# WHAT TO DO
Print the lines that run from the line with "pub struct BarcodeInterval" to the line with "intervals across dimensions", keeping both end lines, exactly as they appear in the entries below, and nothing else.

# DATA EXCERPTS
▼

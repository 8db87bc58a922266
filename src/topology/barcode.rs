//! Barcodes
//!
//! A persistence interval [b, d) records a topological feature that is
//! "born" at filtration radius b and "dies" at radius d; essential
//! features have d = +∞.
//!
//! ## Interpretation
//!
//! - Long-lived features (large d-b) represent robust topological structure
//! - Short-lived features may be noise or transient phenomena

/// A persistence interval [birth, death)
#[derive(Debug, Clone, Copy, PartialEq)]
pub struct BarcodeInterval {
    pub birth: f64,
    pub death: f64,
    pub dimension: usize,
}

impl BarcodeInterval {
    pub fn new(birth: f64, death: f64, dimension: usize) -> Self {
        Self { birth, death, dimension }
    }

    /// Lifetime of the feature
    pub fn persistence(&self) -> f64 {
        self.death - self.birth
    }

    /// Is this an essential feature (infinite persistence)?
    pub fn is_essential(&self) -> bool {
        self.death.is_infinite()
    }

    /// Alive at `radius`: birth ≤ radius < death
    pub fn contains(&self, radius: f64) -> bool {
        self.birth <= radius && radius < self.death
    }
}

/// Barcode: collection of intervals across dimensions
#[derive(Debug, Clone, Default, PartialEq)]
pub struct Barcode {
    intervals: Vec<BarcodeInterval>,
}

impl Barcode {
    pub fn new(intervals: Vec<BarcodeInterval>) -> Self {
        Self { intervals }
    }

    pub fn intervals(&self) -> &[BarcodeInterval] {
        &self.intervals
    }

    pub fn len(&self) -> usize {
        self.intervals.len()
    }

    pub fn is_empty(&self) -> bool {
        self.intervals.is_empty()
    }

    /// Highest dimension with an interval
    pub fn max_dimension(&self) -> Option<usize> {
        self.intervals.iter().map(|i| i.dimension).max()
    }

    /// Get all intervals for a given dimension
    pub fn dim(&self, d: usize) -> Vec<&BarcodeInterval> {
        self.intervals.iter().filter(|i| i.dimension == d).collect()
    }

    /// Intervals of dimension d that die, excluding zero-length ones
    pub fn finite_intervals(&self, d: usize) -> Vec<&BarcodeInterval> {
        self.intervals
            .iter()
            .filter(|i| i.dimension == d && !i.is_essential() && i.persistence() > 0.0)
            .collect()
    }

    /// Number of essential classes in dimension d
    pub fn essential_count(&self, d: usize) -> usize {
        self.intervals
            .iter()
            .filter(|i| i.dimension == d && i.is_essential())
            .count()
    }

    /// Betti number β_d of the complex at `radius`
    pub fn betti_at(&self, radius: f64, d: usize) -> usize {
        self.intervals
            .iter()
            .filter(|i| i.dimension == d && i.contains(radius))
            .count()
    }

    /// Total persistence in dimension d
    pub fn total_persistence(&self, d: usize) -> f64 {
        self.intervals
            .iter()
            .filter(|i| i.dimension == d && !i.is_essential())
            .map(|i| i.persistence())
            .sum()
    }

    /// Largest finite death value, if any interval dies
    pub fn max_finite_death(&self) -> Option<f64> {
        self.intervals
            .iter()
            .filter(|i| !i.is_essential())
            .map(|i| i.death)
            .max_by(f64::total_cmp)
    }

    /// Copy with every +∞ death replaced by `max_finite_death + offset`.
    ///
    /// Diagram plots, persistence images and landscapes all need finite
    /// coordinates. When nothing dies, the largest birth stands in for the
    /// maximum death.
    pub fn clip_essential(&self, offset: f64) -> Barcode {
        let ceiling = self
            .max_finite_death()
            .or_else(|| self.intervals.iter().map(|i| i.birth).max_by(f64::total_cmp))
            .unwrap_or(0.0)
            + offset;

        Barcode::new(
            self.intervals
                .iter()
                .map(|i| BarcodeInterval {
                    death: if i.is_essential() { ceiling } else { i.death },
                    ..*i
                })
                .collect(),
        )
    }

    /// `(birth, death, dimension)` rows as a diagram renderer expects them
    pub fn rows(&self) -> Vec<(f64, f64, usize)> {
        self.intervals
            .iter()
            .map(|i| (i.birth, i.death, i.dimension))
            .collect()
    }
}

▲

# WRITTEN ANSWER
pub struct BarcodeInterval {
    pub birth: f64,
    pub death: f64,
    pub dimension: usize,
}

impl BarcodeInterval {
    pub fn new(birth: f64, death: f64, dimension: usize) -> Self {
        Self { birth, death, dimension }
    }

    /// Lifetime of the feature
    pub fn persistence(&self) -> f64 {
        self.death - self.birth
    }

    /// Is this an essential feature (infinite persistence)?
    pub fn is_essential(&self) -> bool {
        self.death.is_infinite()
    }

    /// Alive at `radius`: birth ≤ radius < death
    pub fn contains(&self, radius: f64) -> bool {
        self.birth <= radius && radius < self.death
    }
}

/// Barcode: collection of intervals across dimensions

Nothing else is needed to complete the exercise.